If you dont use KDE, why worry ? There are non systemd linux distros out there that use elogind to run desktop environments that require systemd. I see no issue of doing the same on FreeBSD.
Systemd does not run on FreeBSD (and hopefully never will)
That means porting versions that require systemd need to patch around the need (maybe impossible) or the port stops (forks) at pre-systemd and stagnates or selectively imports upstream.
As upstream move forward and requires/depends/tightly integrates to systemd, selective imports become more and more work.
So practically, KDE on FreeBSD will stop at some pre systemd version maybe with security updates manually applied.
If it ever comes to that, they can always switch to Cinnamon or XFCE. I really dont understand the fuss about all this. People are behaving like KDE is forced down our throats with no option to use anything else. As long as you have the option to install minimal version of FreeBSD, i absolutely see no problem.
 
No.

You can disagree, but you cant deny the fact that, out of the box, its familiar to 99% of users coming from windows. It has a taskbar at the bottom and "start menu" on the left. It has desktop icons and its own suite of applications. That initial impression to someone coming from windows is very important. It needs to be somewhat familiar environment that is easy to understand and grasp by non technical person.

To me personally, KDE is the worst desktop environment ever created and i would never use it. But im more than capable of understanding why it was chosen as default. Its a strategic decission. Not technical.

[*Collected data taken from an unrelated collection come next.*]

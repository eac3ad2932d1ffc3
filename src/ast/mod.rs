pub mod printer;

use serde::Serialize;

pub use crate::scanner::token::Span;

/// One parsed input line. The variant set is closed: every pass over the tree
/// (resolution, the self-reference rewrite, printing) matches on it exhaustively.
#[derive(Debug, Clone, PartialEq, Serialize)]
#[serde(tag = "type")]
pub enum Expr {
    Literal(LiteralExpr),
    Vector(VectorExpr),
    Unary(UnaryExpr),
    Binary(BinaryExpr),
    Variable(VariableExpr),
    Call(CallExpr),
}

impl Expr {
    pub fn span(&self) -> Span {
        match self {
            Self::Literal(e) => e.span,
            Self::Vector(e) => e.span,
            Self::Unary(e) => e.span,
            Self::Binary(e) => e.span,
            Self::Variable(e) => e.span,
            Self::Call(e) => e.span,
        }
    }

    pub fn number(value: f64, span: Span) -> Self {
        Self::Literal(LiteralExpr { value, span })
    }

    pub fn is_assignment(&self) -> bool {
        matches!(self, Self::Variable(VariableExpr { value: Some(_), .. }))
    }
}

#[derive(Debug, Clone, PartialEq, Serialize)]
pub struct LiteralExpr {
    pub value: f64,
    pub span: Span,
}

/// `[a b c]` or `vec(a; b; c)`. Elements may be arbitrary expressions until
/// resolved; elided elements are already filled in with zero literals.
#[derive(Debug, Clone, PartialEq, Serialize)]
pub struct VectorExpr {
    pub elements: Vec<Expr>,
    pub span: Span,
}

#[derive(Debug, Clone, PartialEq, Serialize)]
pub struct UnaryExpr {
    pub operator: UnaryOp,
    pub operand: Box<Expr>,
    pub span: Span,
}

#[derive(Debug, Clone, Copy, PartialEq, Eq, Serialize, strum::Display)]
pub enum UnaryOp {
    #[strum(serialize = "+")]
    Plus,
    #[strum(serialize = "-")]
    Negate,
    #[strum(serialize = "?")]
    Abs,
}

#[derive(Debug, Clone, PartialEq, Serialize)]
pub struct BinaryExpr {
    pub left: Box<Expr>,
    pub operator: BinaryOp,
    pub right: Box<Expr>,
    pub span: Span,
}

#[derive(Debug, Clone, Copy, PartialEq, Eq, Serialize, strum::Display)]
pub enum BinaryOp {
    #[strum(serialize = "+")]
    Add,
    #[strum(serialize = "-")]
    Subtract,
    #[strum(serialize = "*")]
    Multiply,
    #[strum(serialize = "/")]
    Divide,
    #[strum(serialize = "^")]
    Power,
    #[strum(serialize = "\\")]
    Root,
}

/// A read of `name` when `value` is `None`, otherwise the assignment `name = value`.
#[derive(Debug, Clone, PartialEq, Serialize)]
pub struct VariableExpr {
    pub name: String,
    pub value: Option<Box<Expr>>,
    pub span: Span,
}

/// Call of a reserved function name. Parsed, never evaluated.
#[derive(Debug, Clone, PartialEq, Serialize)]
pub struct CallExpr {
    pub name: String,
    pub argument: Box<Expr>,
    pub span: Span,
}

If you dont use KDE, why worry ? There are non systemd linux distros out there that use elogind to run desktop environments that require systemd. I see no issue of doing the same on FreeBSD.

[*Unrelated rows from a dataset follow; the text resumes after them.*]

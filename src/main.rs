use std::path::PathBuf;

use anyhow::{Context, Result, bail};
use clap::Parser;
use tracing_subscriber::EnvFilter;

use vecalc::ast::printer;
use vecalc::error::{Interrupt, Signal};
use vecalc::interpreter::Interpreter;
use vecalc::{parser, repl, scanner};

#[derive(Parser, Debug)]
#[command(name = "vecalc", version, about = "An interactive calculator for scalars and vectors")]
struct Cli {
    /// Script to run line by line (omit for REPL)
    file: Option<PathBuf>,

    /// Evaluate a single line and exit
    #[arg(long, short, value_name = "EXPR", conflicts_with = "file")]
    eval: Option<String>,

    /// Dump tokens and exit
    #[arg(long)]
    dump_tokens: bool,

    /// Dump AST and exit
    #[arg(long)]
    dump_ast: bool,

    /// AST output format
    #[arg(long, default_value = "sexp", value_parser = ["sexp", "json"])]
    ast_format: String,

    /// Do not print the banner when starting the REPL
    #[arg(long)]
    no_banner: bool,

    /// Log evaluation details to stderr
    #[arg(long, short)]
    verbose: bool,
}

/// The input lines named on the command line: the `--eval` text, or every
/// non-blank, non-comment line of FILE.
fn read_lines(cli: &Cli) -> Result<Vec<String>> {
    if let Some(ref text) = cli.eval {
        return Ok(vec![text.trim().to_string()]);
    }
    match &cli.file {
        Some(path) => {
            let source = std::fs::read_to_string(path)
                .with_context(|| format!("read script '{}'", path.display()))?;
            Ok(source
                .lines()
                .map(str::trim)
                .filter(|l| !l.is_empty() && !l.starts_with('#'))
                .map(String::from)
                .collect())
        }
        None => bail!("a script file or --eval is required for this operation"),
    }
}

fn report_error(err: Interrupt) -> anyhow::Error {
    match err {
        Interrupt::Compile(e) => {
            eprintln!("{:?}", miette::Report::new(e));
            anyhow::anyhow!("compilation failed")
        }
        other => anyhow::anyhow!("{other}"),
    }
}

fn init_logging(verbose: bool) {
    let default = if verbose { "debug" } else { "warn" };
    let filter = EnvFilter::try_from_default_env().unwrap_or_else(|_| EnvFilter::new(default));
    tracing_subscriber::fmt()
        .with_env_filter(filter)
        .with_writer(std::io::stderr)
        .without_time()
        .init();
}

fn main() -> Result<()> {
    let cli = Cli::parse();
    init_logging(cli.verbose);

    if cli.dump_tokens {
        for line in read_lines(&cli)? {
            let tokens = scanner::scan(&line).map_err(|e| {
                report_error(e.with_source_code("input", line.as_str()).into())
            })?;
            for token in &tokens {
                println!("{token}");
            }
        }
        return Ok(());
    }

    if cli.dump_ast {
        for line in read_lines(&cli)? {
            let expr = parser::parse_source(&line).map_err(report_error)?;
            match cli.ast_format.as_str() {
                "json" => println!("{}", printer::to_json(&expr)),
                _ => println!("{}", printer::to_sexp(&expr)),
            }
        }
        return Ok(());
    }

    if let Some(ref text) = cli.eval {
        let mut interpreter = Interpreter::new();
        return match interpreter.interpret_line(text.trim()) {
            Ok(Some(value)) => {
                println!("{value}");
                Ok(())
            }
            Ok(None) => Ok(()),
            Err(e) => match e.signal() {
                Some(Signal::Help) => {
                    println!("{}", repl::HELP_TEXT);
                    Ok(())
                }
                Some(Signal::Exit | Signal::Clear) => Ok(()),
                None => Err(report_error(e)),
            },
        };
    }

    match cli.file {
        Some(ref path) => {
            let source = std::fs::read_to_string(path)
                .with_context(|| format!("read script '{}'", path.display()))?;
            let mut interpreter = Interpreter::new();
            let failures = repl::run_script(&mut interpreter, &source, &mut std::io::stdout())
                .context("write script output")?;
            if failures > 0 {
                bail!("{failures} line(s) failed");
            }
            Ok(())
        }
        None => repl::run_repl(!cli.no_banner).context("line editor failed"),
    }
}
use std::fmt;

use crate::ast::{Expr, VectorExpr};
use crate::scanner::token::Span;

/// A fully resolved result. Vectors are flat by construction.
#[derive(Debug, Clone, PartialEq)]
pub enum Value {
    Number(f64),
    Vector(Vec<f64>),
}

impl Value {
    /// Rebuild a literal tree for this value, so it can be stored as a binding.
    pub fn to_expr(&self, span: Span) -> Expr {
        match self {
            Self::Number(n) => Expr::number(*n, span),
            Self::Vector(fields) => Expr::Vector(VectorExpr {
                elements: fields.iter().map(|&n| Expr::number(n, span)).collect(),
                span,
            }),
        }
    }

    pub fn type_name(&self) -> &'static str {
        match self {
            Self::Number(_) => "num",
            Self::Vector(_) => "vec",
        }
    }
}

impl fmt::Display for Value {
    fn fmt(&self, f: &mut fmt::Formatter<'_>) -> fmt::Result {
        match self {
            Self::Number(n) => write!(f, "{n}"),
            Self::Vector(fields) => {
                write!(f, "vec(")?;
                for (i, n) in fields.iter().enumerate() {
                    if i > 0 {
                        write!(f, " ")?;
                    }
                    write!(f, "{n}")?;
                }
                write!(f, ")")
            }
        }
    }
}

/// Combine two vectors element-wise, treating the shorter one as zero-padded.
pub fn zip_padded(a: &[f64], b: &[f64], op: fn(f64, f64) -> f64) -> Vec<f64> {
    let len = a.len().max(b.len());
    (0..len)
        .map(|i| {
            let x = a.get(i).copied().unwrap_or(0.0);
            let y = b.get(i).copied().unwrap_or(0.0);
            op(x, y)
        })
        .collect()
}

/// Dot product; missing trailing elements of the shorter vector count as zero.
pub fn dot(a: &[f64], b: &[f64]) -> f64 {
    a.iter().zip(b).map(|(x, y)| x * y).sum()
}

pub fn scale(v: &[f64], k: f64) -> Vec<f64> {
    v.iter().map(|x| x * k).collect()
}

/// Euclidean norm.
pub fn norm(v: &[f64]) -> f64 {
    v.iter().map(|x| x * x).sum::<f64>().sqrt()
}

#[cfg(test)]
mod tests {
    use super::*;

    #[test]
    fn display_numbers() {
        assert_eq!(Value::Number(3.0).to_string(), "3");
        assert_eq!(Value::Number(2.5).to_string(), "2.5");
        assert_eq!(Value::Number(-0.125).to_string(), "-0.125");
        assert_eq!(Value::Number(1e21).to_string(), "1000000000000000000000");
    }

    #[test]
    fn display_vectors() {
        assert_eq!(Value::Vector(vec![1.0, 2.5, -3.0]).to_string(), "vec(1 2.5 -3)");
        assert_eq!(Value::Vector(vec![]).to_string(), "vec()");
    }

    #[test]
    fn zip_padded_extends_shorter() {
        assert_eq!(zip_padded(&[1.0, 2.0], &[1.0, 2.0, 3.0], |a, b| a + b), vec![2.0, 4.0, 3.0]);
        assert_eq!(zip_padded(&[1.0, 2.0, 3.0], &[1.0], |a, b| a - b), vec![0.0, 2.0, 3.0]);
        assert_eq!(zip_padded(&[], &[], |a, b| a + b), Vec::<f64>::new());
    }

    #[test]
    fn dot_ignores_missing_tail() {
        assert_eq!(dot(&[1.0, 2.0, 3.0], &[4.0, 5.0]), 14.0);
        assert_eq!(dot(&[], &[4.0]), 0.0);
    }

    #[test]
    fn norm_is_euclidean() {
        assert_eq!(norm(&[3.0, 4.0]), 5.0);
        assert_eq!(norm(&[]), 0.0);
    }

    #[test]
    fn to_expr_keeps_shape() {
        let span = Span::new(0, 1);
        let expr = Value::Vector(vec![1.0, 2.0]).to_expr(span);
        match expr {
            Expr::Vector(v) => assert_eq!(v.elements.len(), 2),
            other => panic!("expected vector literal, got {other:?}"),
        }
        assert_eq!(Value::Number(4.0).to_expr(span), Expr::number(4.0, span));
    }
}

If it ever comes to that, they can always switch to Cinnamon or XFCE. I really dont understand the fuss about all this. People are behaving like KDE is forced down our throats with no option to use anything else. As long as you have the option to install minimal version of FreeBSD, i absolutely see no problem.
But I want to use FreeBSD :(
Btw I dont give a .. About kde , fvwm all the way
 
I don't understand all the KDE hate outside of this X11 support dropping thing.

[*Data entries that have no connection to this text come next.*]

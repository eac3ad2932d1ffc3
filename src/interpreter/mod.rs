pub mod environment;
mod rewrite;
pub mod value;

use crate::ast::*;
use crate::error::{Interrupt, RuntimeError};
use crate::interpreter::environment::Environment;
use crate::interpreter::value::{Value, dot, norm, scale, zip_padded};
use crate::parser;
use crate::scanner::token::{Keyword, Span};

/// How many bindings a single read may pass through before giving up.
const MAX_BINDING_DEPTH: usize = 200;

/// Tree-walking evaluator. Owns the binding table for one session; separate
/// interpreters never share bindings.
#[derive(Debug, Default)]
pub struct Interpreter {
    environment: Environment,
    /// Names whose bindings are currently being resolved, innermost last.
    resolving: Vec<String>,
}

impl Interpreter {
    pub fn new() -> Self {
        Self::default()
    }

    pub fn with_environment(environment: Environment) -> Self {
        Self {
            environment,
            resolving: Vec::new(),
        }
    }

    pub fn environment(&self) -> &Environment {
        &self.environment
    }

    /// Lex, parse and resolve one line. Does not record `ans`.
    pub fn run(&mut self, source: &str) -> Result<Option<Value>, Interrupt> {
        let expr = parser::parse_source(source)?;
        Ok(self.resolve(&expr)?)
    }

    /// Lex, parse and execute one line, recording `ans`.
    pub fn interpret_line(&mut self, source: &str) -> Result<Option<Value>, Interrupt> {
        let expr = parser::parse_source(source)?;
        Ok(self.execute(&expr)?)
    }

    /// Resolve a parsed line and remember a produced value as `ans`.
    pub fn execute(&mut self, expr: &Expr) -> Result<Option<Value>, RuntimeError> {
        let result = self.resolve(expr)?;
        if let Some(ref value) = result {
            tracing::trace!(kind = value.type_name(), "recording ans");
            self.environment
                .define(Keyword::Ans.to_string(), value.to_expr(expr.span()));
        }
        Ok(result)
    }

    /// Reduce a node to its value. Assignments and function calls produce no value.
    pub fn resolve(&mut self, expr: &Expr) -> Result<Option<Value>, RuntimeError> {
        match expr {
            Expr::Variable(VariableExpr {
                name,
                value: Some(value),
                ..
            }) => {
                self.assign(name, value)?;
                Ok(None)
            }
            Expr::Call(_) => Ok(None),
            _ => self.evaluate(expr).map(Some),
        }
    }

    /// Like `resolve`, for positions that need a value.
    fn evaluate(&mut self, expr: &Expr) -> Result<Value, RuntimeError> {
        match expr {
            Expr::Literal(l) => Ok(Value::Number(l.value)),
            Expr::Vector(v) => {
                let mut fields = Vec::with_capacity(v.elements.len());
                for element in &v.elements {
                    match self.evaluate(element)? {
                        Value::Number(n) => fields.push(n),
                        Value::Vector(_) => {
                            return Err(RuntimeError::with_span(
                                "vec in vec not allowed",
                                element.span(),
                            ));
                        }
                    }
                }
                Ok(Value::Vector(fields))
            }
            Expr::Unary(u) => {
                let operand = self.evaluate(&u.operand)?;
                Ok(match (u.operator, operand) {
                    (UnaryOp::Plus, value) => value,
                    (UnaryOp::Negate, Value::Number(n)) => Value::Number(-n),
                    (UnaryOp::Negate, Value::Vector(v)) => Value::Vector(scale(&v, -1.0)),
                    (UnaryOp::Abs, Value::Number(n)) => Value::Number(n.abs()),
                    (UnaryOp::Abs, Value::Vector(v)) => Value::Number(norm(&v)),
                })
            }
            Expr::Binary(b) => {
                let left = self.evaluate(&b.left)?;
                let right = self.evaluate(&b.right)?;
                apply_binary(b.operator, left, right, b.span)
            }
            Expr::Variable(v) => match v.value {
                None => self.look_up(&v.name, v.span),
                Some(_) => Err(RuntimeError::with_span(
                    "assignment has no value",
                    v.span,
                )),
            },
            Expr::Call(c) => Err(RuntimeError::with_span(
                format!("`{}` has no value", c.name),
                c.span,
            )),
        }
    }

    fn look_up(&mut self, name: &str, span: Span) -> Result<Value, RuntimeError> {
        let Some(bound) = self.environment.get(name).cloned() else {
            return Err(RuntimeError::with_span(format!("`{name}` is not defined"), span));
        };

        self.enter_binding(name, span)?;
        let result = self.evaluate(&bound);
        self.resolving.pop();
        result
    }

    /// Mark `name` as being resolved. Callers pop it once they are done.
    fn enter_binding(&mut self, name: &str, span: Span) -> Result<(), RuntimeError> {
        if self.resolving.iter().any(|n| n == name) {
            return Err(RuntimeError::with_span(
                format!("`{name}` is defined in terms of itself"),
                span,
            ));
        }
        if self.resolving.len() >= MAX_BINDING_DEPTH {
            return Err(RuntimeError::with_span(
                format!("`{name}` is nested too deeply"),
                span,
            ));
        }
        self.resolving.push(name.to_string());
        Ok(())
    }

    /// Bind `name` to `value` without leaving partial state behind on failure:
    /// the right-hand side is resolved first, then references to `name` inside
    /// it are replaced by the value `name` had before this assignment.
    fn assign(&mut self, name: &str, value: &Expr) -> Result<(), RuntimeError> {
        let value = match value {
            // `x = y = e`: bind y first, then give x a copy of y's binding.
            Expr::Variable(VariableExpr {
                name: inner,
                value: Some(inner_value),
                span,
            }) => {
                self.assign(inner, inner_value)?;
                match self.environment.get(inner) {
                    Some(stored) => stored.clone(),
                    None => {
                        return Err(RuntimeError::with_span(
                            format!("`{inner}` is not defined"),
                            *span,
                        ));
                    }
                }
            }
            other => other.clone(),
        };

        self.evaluate(&value)?;
        let stored = self.substitute_previous(&value, name)?;
        tracing::debug!(variable = name, binding = %printer::to_sexp(&stored), "bound variable");
        self.environment.define(name.to_string(), stored);
        Ok(())
    }
}

/// Every (operator, left kind, right kind) combination is listed explicitly.
fn apply_binary(op: BinaryOp, left: Value, right: Value, span: Span) -> Result<Value, RuntimeError> {
    use Value::{Number, Vector};

    match (op, left, right) {
        (BinaryOp::Add, Number(a), Number(b)) => Ok(Number(a + b)),
        (BinaryOp::Add, Vector(a), Vector(b)) => Ok(Vector(zip_padded(&a, &b, |x, y| x + y))),
        (BinaryOp::Add, Number(_), Vector(_)) | (BinaryOp::Add, Vector(_), Number(_)) => Err(
            RuntimeError::with_span("cannot add vec and num", span),
        ),

        (BinaryOp::Subtract, Number(a), Number(b)) => Ok(Number(a - b)),
        (BinaryOp::Subtract, Vector(a), Vector(b)) => {
            Ok(Vector(zip_padded(&a, &b, |x, y| x - y)))
        }
        (BinaryOp::Subtract, Number(_), Vector(_)) | (BinaryOp::Subtract, Vector(_), Number(_)) => {
            Err(RuntimeError::with_span("cannot subtract vec and num", span))
        }

        (BinaryOp::Multiply, Number(a), Number(b)) => Ok(Number(a * b)),
        (BinaryOp::Multiply, Number(k), Vector(v)) | (BinaryOp::Multiply, Vector(v), Number(k)) => {
            Ok(Vector(scale(&v, k)))
        }
        (BinaryOp::Multiply, Vector(a), Vector(b)) => Ok(Number(dot(&a, &b))),

        (BinaryOp::Divide, Number(_), Number(b)) | (BinaryOp::Divide, Vector(_), Number(b))
            if b == 0.0 =>
        {
            Err(RuntimeError::with_span("Division by zero", span))
        }
        (BinaryOp::Divide, Number(a), Number(b)) => Ok(Number(a / b)),
        (BinaryOp::Divide, Vector(v), Number(k)) => Ok(Vector(v.iter().map(|x| x / k).collect())),
        (BinaryOp::Divide, Number(_), Vector(_)) => {
            Err(RuntimeError::with_span("cannot divide by vec", span))
        }
        (BinaryOp::Divide, Vector(_), Vector(_)) => Err(RuntimeError::unimplemented(
            "division of vec by vec not implemented",
            span,
        )),

        (BinaryOp::Power, Number(a), Number(b)) => Ok(Number(a.powf(b))),
        (BinaryOp::Power, _, _) => Err(RuntimeError::unimplemented(
            "pow for vec not implemented",
            span,
        )),

        // `a \ b` is the a-th root of b.
        (BinaryOp::Root, Number(_), Number(radicand)) if radicand < 0.0 => {
            Err(RuntimeError::with_span("negative number in root", span))
        }
        (BinaryOp::Root, Number(_), Number(radicand)) if radicand == 0.0 => Ok(Number(0.0)),
        (BinaryOp::Root, Number(index), Number(radicand)) => Ok(Number(radicand.powf(1.0 / index))),
        (BinaryOp::Root, _, _) => Err(RuntimeError::unimplemented(
            "root for vec not implemented",
            span,
        )),
    }
}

KDE is directly influenced by CDE. When CDE was prescribed for UNIX 98 standard, it was by no means lightweight, efficient or optimal. The UI shell of Mac OS or Windows 95/98 was far lighter.

Today your CDE and Motif might come up as lightweight but it was not so in 1998. KDE just moves on with the same narrative.

People who want xywm as default are downright stubborn for not seeing the fact that it is just a twm with extra stuff. We have had this default tiny WM thing for decades.

People who are expected to hit "yes install default desktop" are not expected to edit the config files afterwards.
 
I don't understand all the KDE hate outside of this X11 support dropping thing.

KDE is directly influenced by CDE. When CDE was prescribed for UNIX 98 standard, it was by no means lightweight, efficient or optimal. The UI shell of Mac OS or Windows 95/98 was far lighter.

Today your CDE and Motif might come up as lightweight but it was not so in 1998. KDE just moves on with the same narrative.

People who want xywm as default are downright stubborn for not seeing the fact that it is just a twm with extra stuff. We have had this default tiny WM thing for decades.

People who are expected to hit "yes install default desktop" are not expected to edit the config files afterwards.
That's a good point you make on the config files. I've heard lots of internet users talking about their config files being portable using certain window managers. But it's important to note that plasma and other desktop environments have portable and editable config files as well. Just something to consider when working on a backup solution, don't forget the config files. 😁 Nothing to do with your point on editing really, although you certainly can if you choose to do so. But modern stuff is great for the GUI options, it's much faster to edit using the GUI when it comes to config files. In fact i still would like to see a very good fstab GUI in ports. I know there are options but a port of gnome or kde disk utility would be handy.